Le Saut du Juif. Le capitaine Riley et ses compagnons de naufrage, traversèrent dans leur voyage de Santa-Cruz à Moggadoze, un passage très dangereux, et fait pour inspirer le plus grand effroi. On le nomme le Sauf du Juif.

« Le sentier que nous étions obligés de suivre, dit le capitaine Riley, ne présentait pas plus de deux pieds de largeur d’un côté, et l’on voyait de l’autre un précipice de deux cents pieds de profondeur, qui aboutissait à la mer. Le moindre faux pas d’une mule ou d’un chameau aurait précipité le cavalier et sa monture au bas du roc, où la mort la plus inévitable les attendait, puisqu’aucun buisson, aucune branche n’y présentait à l’homme le moyen de se retenir et de sauver sa vie.
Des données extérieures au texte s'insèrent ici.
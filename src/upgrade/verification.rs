use anyhow::{Context, Result};
use sha2::{Digest, Sha256};
use std::path::Path;
use tokio::io::AsyncReadExt;
use tracing::{debug, info};

use crate::core::UpdateError;

/// Incremental SHA-256 check of a download.
///
/// The digest is fed chunk by chunk while the body streams to disk, so a
/// corrupted installer is rejected before it is renamed into place and never
/// reaches `ReadyToInstall`.
///
/// Expected checksums are accepted as bare hex or with a `sha256:` prefix, in
/// either case.
///
/// # Examples
///
/// ```rust
/// use branchbook_updater::upgrade::verification::ChecksumVerifier;
/// use std::path::Path;
///
/// let mut verifier = ChecksumVerifier::new(
///     "sha256:2CF24DBA5FB0A30E26E83B2AC5B9E29E1B161E5C1FA7425E73043362938B9824",
/// )
/// .unwrap();
/// verifier.update(b"hello");
/// assert!(verifier.finish(Path::new("hello.txt")).is_ok());
/// ```
#[derive(Clone)]
pub struct ChecksumVerifier {
    expected: String,
    hasher: Sha256,
}

impl ChecksumVerifier {
    pub fn new(expected: &str) -> Result<Self, UpdateError> {
        let expected = normalize(expected);
        match hex::decode(&expected) {
            Ok(bytes) if bytes.len() == 32 => Ok(Self {
                expected,
                hasher: Sha256::new(),
            }),
            _ => Err(UpdateError::RegistryResponse {
                reason: format!("'{expected}' is not a SHA-256 checksum"),
            }),
        }
    }

    pub fn update(&mut self, chunk: &[u8]) {
        self.hasher.update(chunk);
    }

    /// Compare the digest of everything fed so far with the expected value.
    pub fn finish(self, path: &Path) -> Result<String, UpdateError> {
        let actual = hex::encode(self.hasher.finalize());
        if actual != self.expected {
            return Err(UpdateError::ChecksumMismatch {
                path: path.display().to_string(),
                expected: self.expected,
                actual,
            });
        }
        debug!("Checksum verified for {}", path.display());
        Ok(actual)
    }
}

fn normalize(checksum: &str) -> String {
    let trimmed = checksum.trim();
    let bare = trimmed
        .strip_prefix("sha256:")
        .or_else(|| trimmed.strip_prefix("SHA256:"))
        .unwrap_or(trimmed);
    bare.to_ascii_lowercase()
}

/// Hex SHA-256 of a file on disk, read in fixed-size blocks.
pub async fn compute_sha256(path: &Path) -> Result<String> {
    info!("Computing SHA-256 for {}", path.display());

    let mut file = tokio::fs::File::open(path)
        .await
        .with_context(|| format!("Failed to open {}", path.display()))?;
    let mut hasher = Sha256::new();
    let mut buf = vec![0u8; 64 * 1024];
    loop {
        let read = file
            .read(&mut buf)
            .await
            .with_context(|| format!("Failed to read {}", path.display()))?;
        if read == 0 {
            break;
        }
        hasher.update(&buf[..read]);
    }

    Ok(hex::encode(hasher.finalize()))
}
Heureusement pour nous, continue le capitaine, il n’était point tombé d’eau depuis longtems, et la route était entièrement sèche ; l’un de mes compagnons me dit que quand elle était mouillée, on ne s’y hazardait pas ; et que malgré qu’il y eût une autre route en tournant la montagne, qui conduisait bien avant dans l’intérieur, il était arrivé dans celle-ci beaucoup d’accidents fâcheux dont il conservait le souvenir ; il me raconta l’un des plus remarquables, que je vais tracer ici.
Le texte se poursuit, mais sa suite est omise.